Auch die Symbiosen von Pilzen mehren sich. Es ist eine Frage des Blicks, um nicht zu sagen, des Forscherwillens. Sheldrake schreibt: „Heute kann ein Fünftel aller bekannten Pilzarten Flechten bilden“. Einige haben es früher getan, aber heute nicht mehr – u.a. der „Penicillum“-Schimmel. „Man kann viele Formen frei lebender Pilze und Algen zusammenzüchten, und immer entwickelt sich zwischen ihnen innerhalb weniger Tage eine Symbiose zum gegenseitigen Nutzen…Indem die Partner ihre Kräfte bündeln, wird der Pilz teilweise zum Fotobionten und der Fotobiont [die Alge] teilweise zum Pilz. Und doch ähneln Flechten keinem von beiden.“ Flechten können einige tausend Jahre alt werden und es gibt rund 160.000 verschiedene Arten. Sie werden nach wie vor zu den Pilzen gezählt.
Die Symbioseforschung hat derzeit Konjunktur. Dazu gehören neben den Studien der Verhaltensforscher über Altruismus und Kooperation bei Landlebewesen, vor allem die kostspieligen Forschungen über Symbiosen in der Tiefsee, wie sie u.a. Nicole Dubilier (Leiterin der Abteilung Symbiose im Bremer Max-Planck-Institut für Marine Mikrobiologie) und Antje Boetius (Leiterin der Forschungsgruppe Mikrobielle Habitate im Alfred-Wegener-Institut für Polar- und Meeresforschung Bremerhaven) unternehmen. Der Symbioseforschung widmen sich heute weltweit die Biologen – und zwar mehr Frauen als Männer, für Nicole Dubilier ist das kein Zufall: „Ist doch klar, es geht um Kooperation.“ Das gilt auch für viele ihrer Untersuchungsobjekte: Bei etlichen Meerestieren bergen einzig die Weibchen Symbionten in sich, die sie auch nur an ihre weiblichen Nachkommen weitergeben.

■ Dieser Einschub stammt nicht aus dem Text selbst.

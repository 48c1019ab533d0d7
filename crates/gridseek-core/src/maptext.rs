//! Building a [`GridMap`] from text.
//!
//! Two layouts are understood:
//!
//! - the strict row format read by [`parse`]: every line has the same width,
//!   `#` or `1` is a wall, `.` or `0` is free, `S` marks the start and `T`
//!   the target;
//! - the bordered format read by [`parse_bordered`]: a decorative first line
//!   followed by rows where `1` is a wall and anything else is free, clipped
//!   or padded to a fixed size.

use std::str::FromStr;

use crate::geom::Point;
use crate::map::{GridMap, MapError};

/// Parse a map in the strict row format.
///
/// Leading and trailing whitespace is trimmed from the whole string but not
/// from individual lines. Windows line endings are accepted.
pub fn parse(s: &str) -> Result<GridMap, MapError> {
    let rows: Vec<&str> = s.trim().lines().collect();
    let width = rows.first().map_or(0, |r| r.chars().count()) as i32;
    for (y, row) in rows.iter().enumerate() {
        if row.chars().count() as i32 != width {
            return Err(MapError::InconsistentSize { line: y as i32 });
        }
    }

    let mut map = GridMap::new(width, rows.len() as i32);
    for (y, row) in rows.iter().enumerate() {
        for (x, ch) in row.chars().enumerate() {
            let pos = Point::new(x as i32, y as i32);
            match ch {
                '#' | '1' => map.set_wall(pos, true)?,
                '.' | '0' => {}
                'S' => {
                    if map.start().is_some() {
                        return Err(MapError::DuplicateMarker { ch, pos });
                    }
                    map.set_start(pos)?;
                }
                'T' => {
                    if map.target().is_some() {
                        return Err(MapError::DuplicateMarker { ch, pos });
                    }
                    map.set_target(pos)?;
                }
                _ => return Err(MapError::InvalidRune { ch, pos }),
            }
        }
    }
    Ok(map)
}

/// Parse a map in the bordered format into a `width` × `height` map.
///
/// The first line is skipped. Rows and columns beyond the requested size are
/// ignored; missing ones stay free. This never fails.
pub fn parse_bordered(s: &str, width: i32, height: i32) -> GridMap {
    let rows: Vec<Vec<char>> = s.lines().skip(1).map(|r| r.chars().collect()).collect();
    GridMap::with_walls(width, height, |p| {
        rows.get(p.y as usize)
            .and_then(|row| row.get(p.x as usize))
            .is_some_and(|&ch| ch == '1')
    })
}

impl FromStr for GridMap {
    type Err = MapError;

    fn from_str(s: &str) -> Result<Self, Self::Err> {
        parse(s)
    }
}

#[cfg(test)]
mod tests {
    use super::*;
    use crate::map::CellState;

    const ROOM: &str = "\
S..#
.#.#
...T";

    #[test]
    fn parse_strict() {
        let m = parse(ROOM).unwrap();
        assert_eq!(m.size(), Point::new(4, 3));
        assert_eq!(m.start(), Some(Point::new(0, 0)));
        assert_eq!(m.target(), Some(Point::new(3, 2)));
        assert_eq!(m.wall_count(), 3);
        assert_eq!(m.cell(Point::new(1, 1)), Some(CellState::Wall));
        assert_eq!(m.to_text(), ROOM);
    }

    #[test]
    fn parse_accepts_digits_and_crlf() {
        let m: GridMap = "S01\r\n00T".parse().unwrap();
        assert_eq!(m.size(), Point::new(3, 2));
        assert!(m.is_wall(Point::new(2, 0)));
        assert_eq!(m.target(), Some(Point::new(2, 1)));
    }

    #[test]
    fn parse_rejects_bad_input() {
        assert_eq!(parse("..\n..."), Err(MapError::InconsistentSize { line: 1 }));
        assert_eq!(
            parse("..\n.x"),
            Err(MapError::InvalidRune {
                ch: 'x',
                pos: Point::new(1, 1)
            })
        );
        assert_eq!(
            parse("S.\n.S"),
            Err(MapError::DuplicateMarker {
                ch: 'S',
                pos: Point::new(1, 1)
            })
        );
    }

    #[test]
    fn parse_empty() {
        let m = parse("  \n").unwrap();
        assert_eq!(m.size(), Point::new(0, 0));
    }

    #[test]
    fn bordered_skips_first_line_and_clips() {
        let text = "==========\n0100000\n1\n0011";
        let m = parse_bordered(text, 3, 2);
        assert_eq!(m.size(), Point::new(3, 2));
        assert!(m.is_wall(Point::new(1, 0)));
        assert!(m.is_wall(Point::new(0, 1)));
        // third row and fourth column are outside the requested size
        assert_eq!(m.wall_count(), 2);
        assert_eq!(m.start(), None);
    }

    #[test]
    fn bordered_pads_missing_rows() {
        let m = parse_bordered("border\n1", 4, 3);
        assert_eq!(m.size(), Point::new(4, 3));
        assert_eq!(m.walls().collect::<Vec<_>>(), vec![Point::new(0, 0)]);
    }
}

Inzwischen macht es eine neue Sequenziertechnik in den Labors möglich, ganze Lebensgemeinschaften und ihre miteinander verbundenen Stoffwechselprozesse quasi auf einmal zu analysieren, d.h. alle Genome in den Proben – vom Meeresboden, aus dem Wasser oder der Luft. Man spricht von „Holobionten“ und denkt dabei z.B. an den Menschen und seine Milliarden Bakterien, Pilze, Protisten in und an ihm und um ihn herum, ohne die er nicht lebensfähig ist, so dass man von einem „Individuum“ nicht mehr reden will. „Im biologischen Sinne gibt es kein Einzelwesen“, wie der Berliner Biologe Bernhard Kegel in seinem Buch „Die Herrscher der Welt“ (2015) schreibt. Einige US-Forscher sprechen von einer wissenschaftlichen Revolution, die „das klassische Konzept einer insularen Individualität transformiert in eines, in dem interaktive Beziehungen zwischen Arten die Grenzen eines Organismus verschwimmen lassen und das Konzept einer essenziellen Identität auflösen“.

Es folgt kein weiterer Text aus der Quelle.